Israeli spacecraft crashes on surface of the moon
Video report by ITV News correspondent Neil Connery
An Israeli spacecraft crashed on the surface of the moon, bringing an end to the bid to make it the first private craft to do so.
Had it succeeded, the Beresheet lander would also have made Israel only the fourth country to manage the feat.
But Doron Opher, general manager of the space division of Israel Aerospace Industries, said the craft "definitely crashed on the surface of the moon".
It lost communication with Earth just moments before it was due to make its lunar landing.

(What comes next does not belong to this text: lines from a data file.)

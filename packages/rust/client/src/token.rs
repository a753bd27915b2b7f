//! Short-lived admin tokens derived from the composite admin key.
//!
//! A token is an HS256 JWT: base64url(header) `.` base64url(claims) `.`
//! base64url(signature), where the signature is HMAC-SHA256 over the first
//! two segments keyed with the hex-decoded secret. Encoding is deterministic:
//! the same key and timestamp always produce the same bytes.

use base64::Engine as _;
use base64::engine::general_purpose::URL_SAFE_NO_PAD;
use chrono::{DateTime, Utc};
use serde::{Deserialize, Serialize};

use ghostwriter_shared::AuthError;

use crate::signing::{hex_decode, hmac_sha256};

/// Audience the Admin API expects.
pub const TOKEN_AUDIENCE: &str = "/admin/";

/// Token lifetime in seconds.
pub const TOKEN_LIFETIME_SECS: i64 = 300;

const SIGNING_ALGORITHM: &str = "HS256";

// ---------------------------------------------------------------------------
// AdminKey
// ---------------------------------------------------------------------------

/// Parsed `<keyId>:<hexSecret>` admin key.
pub struct AdminKey {
    pub key_id: String,
    pub secret: Vec<u8>,
}

impl AdminKey {
    /// Split on the first `:` and hex-decode the secret half.
    pub fn parse(raw: &str) -> Result<Self, AuthError> {
        let (key_id, secret) = raw.split_once(':').ok_or(AuthError::BadFormat)?;
        let secret = hex_decode(secret).map_err(AuthError::BadSecret)?;
        Ok(Self {
            key_id: key_id.to_string(),
            secret,
        })
    }
}

impl std::fmt::Debug for AdminKey {
    fn fmt(&self, f: &mut std::fmt::Formatter<'_>) -> std::fmt::Result {
        f.debug_struct("AdminKey")
            .field("key_id", &self.key_id)
            .finish_non_exhaustive()
    }
}

// ---------------------------------------------------------------------------
// Token
// ---------------------------------------------------------------------------

/// JOSE header. Field order is fixed by declaration order.
#[derive(Debug, Clone, PartialEq, Eq, Serialize, Deserialize)]
pub struct TokenHeader {
    pub alg: String,
    pub kid: String,
    pub typ: String,
}

#[derive(Debug, Clone, PartialEq, Eq, Serialize, Deserialize)]
pub struct TokenClaims {
    pub iat: i64,
    pub exp: i64,
    pub aud: String,
}

/// A signed admin token.
#[derive(Debug, Clone, PartialEq, Eq)]
pub struct AdminToken {
    pub header: TokenHeader,
    pub claims: TokenClaims,
    pub signature: Vec<u8>,
}

impl AdminToken {
    /// Compact `header.claims.signature` form placed in the `Authorization` header.
    pub fn encode(&self) -> String {
        let signing_input = signing_input(&self.header, &self.claims);
        format!("{signing_input}.{}", URL_SAFE_NO_PAD.encode(&self.signature))
    }
}

/// Issue a fresh token for `admin_key`, valid from `now` for five minutes.
pub fn issue_token(admin_key: &str, now: DateTime<Utc>) -> Result<AdminToken, AuthError> {
    let key = AdminKey::parse(admin_key)?;

    let header = TokenHeader {
        alg: SIGNING_ALGORITHM.to_string(),
        kid: key.key_id,
        typ: "JWT".to_string(),
    };
    let iat = now.timestamp();
    let claims = TokenClaims {
        iat,
        exp: iat + TOKEN_LIFETIME_SECS,
        aud: TOKEN_AUDIENCE.to_string(),
    };

    let signature = hmac_sha256(&key.secret, signing_input(&header, &claims).as_bytes());

    Ok(AdminToken {
        header,
        claims,
        signature,
    })
}

fn signing_input(header: &TokenHeader, claims: &TokenClaims) -> String {
    format!("{}.{}", encode_segment(header), encode_segment(claims))
}

fn encode_segment<T: Serialize>(value: &T) -> String {
    // Plain structs of strings and integers always serialize.
    let json = serde_json::to_vec(value).expect("token segment serializes");
    URL_SAFE_NO_PAD.encode(json)
}
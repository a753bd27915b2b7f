//! Write payloads for create and update calls.
//!
//! Every field is optional and unset fields are never serialized, so the same
//! struct serves both full creates and partial updates.

use std::fmt;
use std::str::FromStr;

use serde::ser::SerializeMap;
use serde::{Deserialize, Serialize, Serializer};

use ghostwriter_shared::{GhostwriterError, Result};

// ---------------------------------------------------------------------------
// Enumerated values
// ---------------------------------------------------------------------------

/// Publication state of a post or page.
#[derive(Debug, Clone, Copy, PartialEq, Eq, Serialize, Deserialize)]
#[serde(rename_all = "lowercase")]
pub enum PostStatus {
    Draft,
    Published,
    Scheduled,
}

impl PostStatus {
    pub fn as_str(&self) -> &'static str {
        match self {
            PostStatus::Draft => "draft",
            PostStatus::Published => "published",
            PostStatus::Scheduled => "scheduled",
        }
    }
}

impl FromStr for PostStatus {
    type Err = GhostwriterError;

    fn from_str(s: &str) -> Result<Self> {
        match s.trim().to_ascii_lowercase().as_str() {
            "draft" => Ok(Self::Draft),
            "published" => Ok(Self::Published),
            "scheduled" => Ok(Self::Scheduled),
            other => Err(invalid_choice("status", other, "draft, published, scheduled")),
        }
    }
}

#[derive(Debug, Clone, Copy, PartialEq, Eq, Serialize, Deserialize)]
#[serde(rename_all = "lowercase")]
pub enum TagVisibility {
    Public,
    Internal,
}

impl TagVisibility {
    pub fn as_str(&self) -> &'static str {
        match self {
            TagVisibility::Public => "public",
            TagVisibility::Internal => "internal",
        }
    }
}

impl FromStr for TagVisibility {
    type Err = GhostwriterError;

    fn from_str(s: &str) -> Result<Self> {
        match s.trim().to_ascii_lowercase().as_str() {
            "public" => Ok(Self::Public),
            "internal" => Ok(Self::Internal),
            other => Err(invalid_choice("visibility", other, "public, internal")),
        }
    }
}

#[derive(Debug, Clone, Copy, PartialEq, Eq, Serialize, Deserialize)]
#[serde(rename_all = "lowercase")]
pub enum TierVisibility {
    Public,
    None,
}

impl TierVisibility {
    pub fn as_str(&self) -> &'static str {
        match self {
            TierVisibility::Public => "public",
            TierVisibility::None => "none",
        }
    }
}

impl FromStr for TierVisibility {
    type Err = GhostwriterError;

    fn from_str(s: &str) -> Result<Self> {
        match s.trim().to_ascii_lowercase().as_str() {
            "public" => Ok(Self::Public),
            "none" => Ok(Self::None),
            other => Err(invalid_choice("visibility", other, "public, none")),
        }
    }
}

#[derive(Debug, Clone, Copy, PartialEq, Eq, Serialize, Deserialize)]
#[serde(rename_all = "lowercase")]
pub enum NewsletterStatus {
    Active,
    Archived,
}

impl NewsletterStatus {
    pub fn as_str(&self) -> &'static str {
        match self {
            NewsletterStatus::Active => "active",
            NewsletterStatus::Archived => "archived",
        }
    }
}

impl FromStr for NewsletterStatus {
    type Err = GhostwriterError;

    fn from_str(s: &str) -> Result<Self> {
        match s.trim().to_ascii_lowercase().as_str() {
            "active" => Ok(Self::Active),
            "archived" => Ok(Self::Archived),
            other => Err(invalid_choice("status", other, "active, archived")),
        }
    }
}

macro_rules! display_as_str {
    ($($ty:ty),*) => {
        $(impl fmt::Display for $ty {
            fn fmt(&self, f: &mut fmt::Formatter<'_>) -> fmt::Result {
                f.write_str(self.as_str())
            }
        })*
    };
}

display_as_str!(PostStatus, TagVisibility, TierVisibility, NewsletterStatus);

fn invalid_choice(what: &str, got: &str, expected: &str) -> GhostwriterError {
    GhostwriterError::validation(format!("invalid {what} '{got}': expected one of {expected}"))
}

// ---------------------------------------------------------------------------
// Payloads
// ---------------------------------------------------------------------------

/// Reference to a related record by name (tags on posts, labels on members).
#[derive(Debug, Clone, PartialEq, Eq, Serialize)]
pub struct NameRef {
    pub name: String,
}

/// Turn a list of names into `[{"name": ...}]`, dropping blanks.
pub fn name_refs<I, S>(names: I) -> Vec<NameRef>
where
    I: IntoIterator<Item = S>,
    S: AsRef<str>,
{
    names
        .into_iter()
        .map(|n| n.as_ref().trim().to_string())
        .filter(|n| !n.is_empty())
        .map(|name| NameRef { name })
        .collect()
}

/// Post or page write model.
#[derive(Debug, Clone, Default, PartialEq, Serialize)]
pub struct PostPayload {
    #[serde(skip_serializing_if = "Option::is_none")]
    pub title: Option<String>,
    #[serde(skip_serializing_if = "Option::is_none")]
    pub html: Option<String>,
    #[serde(skip_serializing_if = "Option::is_none")]
    pub slug: Option<String>,
    #[serde(skip_serializing_if = "Option::is_none")]
    pub custom_excerpt: Option<String>,
    #[serde(skip_serializing_if = "Option::is_none")]
    pub meta_title: Option<String>,
    #[serde(skip_serializing_if = "Option::is_none")]
    pub meta_description: Option<String>,
    #[serde(skip_serializing_if = "Option::is_none")]
    pub feature_image: Option<String>,
    #[serde(skip_serializing_if = "Option::is_none")]
    pub featured: Option<bool>,
    #[serde(skip_serializing_if = "Option::is_none")]
    pub status: Option<PostStatus>,
    #[serde(skip_serializing_if = "Option::is_none")]
    pub published_at: Option<String>,
    #[serde(skip_serializing_if = "Option::is_none")]
    pub tags: Option<Vec<NameRef>>,
    /// Required by the server on updates for collision detection.
    #[serde(skip_serializing_if = "Option::is_none")]
    pub updated_at: Option<String>,
}

impl PostPayload {
    /// True when no content or metadata field is set. `updated_at` is ignored.
    pub fn is_empty(&self) -> bool {
        Self {
            updated_at: None,
            ..self.clone()
        } == Self::default()
    }
}

#[derive(Debug, Clone, Default, PartialEq, Serialize)]
pub struct TagPayload {
    #[serde(skip_serializing_if = "Option::is_none")]
    pub name: Option<String>,
    #[serde(skip_serializing_if = "Option::is_none")]
    pub slug: Option<String>,
    #[serde(skip_serializing_if = "Option::is_none")]
    pub description: Option<String>,
    #[serde(skip_serializing_if = "Option::is_none")]
    pub feature_image: Option<String>,
    #[serde(skip_serializing_if = "Option::is_none")]
    pub visibility: Option<TagVisibility>,
    #[serde(skip_serializing_if = "Option::is_none")]
    pub meta_title: Option<String>,
    #[serde(skip_serializing_if = "Option::is_none")]
    pub meta_description: Option<String>,
}

#[derive(Debug, Clone, Default, PartialEq, Serialize)]
pub struct MemberPayload {
    #[serde(skip_serializing_if = "Option::is_none")]
    pub email: Option<String>,
    #[serde(skip_serializing_if = "Option::is_none")]
    pub name: Option<String>,
    #[serde(skip_serializing_if = "Option::is_none")]
    pub note: Option<String>,
    #[serde(skip_serializing_if = "Option::is_none")]
    pub labels: Option<Vec<NameRef>>,
}

#[derive(Debug, Clone, Default, PartialEq, Serialize)]
pub struct TierPayload {
    #[serde(skip_serializing_if = "Option::is_none")]
    pub name: Option<String>,
    #[serde(skip_serializing_if = "Option::is_none")]
    pub slug: Option<String>,
    #[serde(skip_serializing_if = "Option::is_none")]
    pub description: Option<String>,
    #[serde(skip_serializing_if = "Option::is_none")]
    pub monthly_price: Option<u64>,
    #[serde(skip_serializing_if = "Option::is_none")]
    pub yearly_price: Option<u64>,
    #[serde(skip_serializing_if = "Option::is_none")]
    pub currency: Option<String>,
    #[serde(skip_serializing_if = "Option::is_none")]
    pub visibility: Option<TierVisibility>,
    #[serde(skip_serializing_if = "Option::is_none")]
    pub trial_days: Option<u32>,
    #[serde(skip_serializing_if = "Option::is_none")]
    pub active: Option<bool>,
    #[serde(skip_serializing_if = "Option::is_none")]
    pub welcome_page_url: Option<String>,
}

#[derive(Debug, Clone, Default, PartialEq, Serialize)]
pub struct NewsletterPayload {
    #[serde(skip_serializing_if = "Option::is_none")]
    pub name: Option<String>,
    #[serde(skip_serializing_if = "Option::is_none")]
    pub slug: Option<String>,
    #[serde(skip_serializing_if = "Option::is_none")]
    pub description: Option<String>,
    #[serde(skip_serializing_if = "Option::is_none")]
    pub sender_name: Option<String>,
    #[serde(skip_serializing_if = "Option::is_none")]
    pub sender_email: Option<String>,
    #[serde(skip_serializing_if = "Option::is_none")]
    pub sender_reply_to: Option<String>,
    #[serde(skip_serializing_if = "Option::is_none")]
    pub status: Option<NewsletterStatus>,
    #[serde(skip_serializing_if = "Option::is_none")]
    pub subscribe_on_signup: Option<bool>,
}

/// Reject an update that would send nothing.
pub fn ensure_has_updates<P: Default + PartialEq>(payload: &P) -> Result<()> {
    if *payload == P::default() {
        return Err(GhostwriterError::validation("no updates specified"));
    }
    Ok(())
}

// ---------------------------------------------------------------------------
// Envelope
// ---------------------------------------------------------------------------

/// Wraps one payload as `{"<collection>": [payload]}`.
#[derive(Debug)]
pub struct Envelope<'a, P> {
    collection: &'a str,
    item: &'a P,
}

impl<'a, P> Envelope<'a, P> {
    pub fn new(collection: &'a str, item: &'a P) -> Self {
        Self { collection, item }
    }
}

impl<P: Serialize> Serialize for Envelope<'_, P> {
    fn serialize<S: Serializer>(&self, serializer: S) -> std::result::Result<S::Ok, S::Error> {
        let mut map = serializer.serialize_map(Some(1))?;
        map.serialize_entry(self.collection, std::slice::from_ref(self.item))?;
        map.end()
    }
}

The Beresheet lander, whose name is Hebrew for Genesis, took off from Florida's Cape Canaverel as part of a "ride share" with Elon Musk's SpaceX, as the Israeli mission by non-profit organisation SpaceIL could not afford its own rocket.
The four-legged spacecraft, which was approximately the size of a washing machine, had been circling the Earth in increasingly large orbits waiting to be captured by the moon's gravity.
It was expected to land in the Sea of Serenity, on the northern hemisphere of the moon's near side.
A time capsule was on board the lander - which included a picture of Israeli astronaut Ilan Ramon, who died on the space shuttle Columbia in 2003 - as well as a lunar library containing 30 million pages on a disk from the US-based Arch Mission Foundation.
Prime Minister Benjamin Netanyahu, who was on hand for what organisers had hoped to be a celebration, was pragmatic about the disappointing end to the mission.
"If at first you don't succeed, try try again," he said.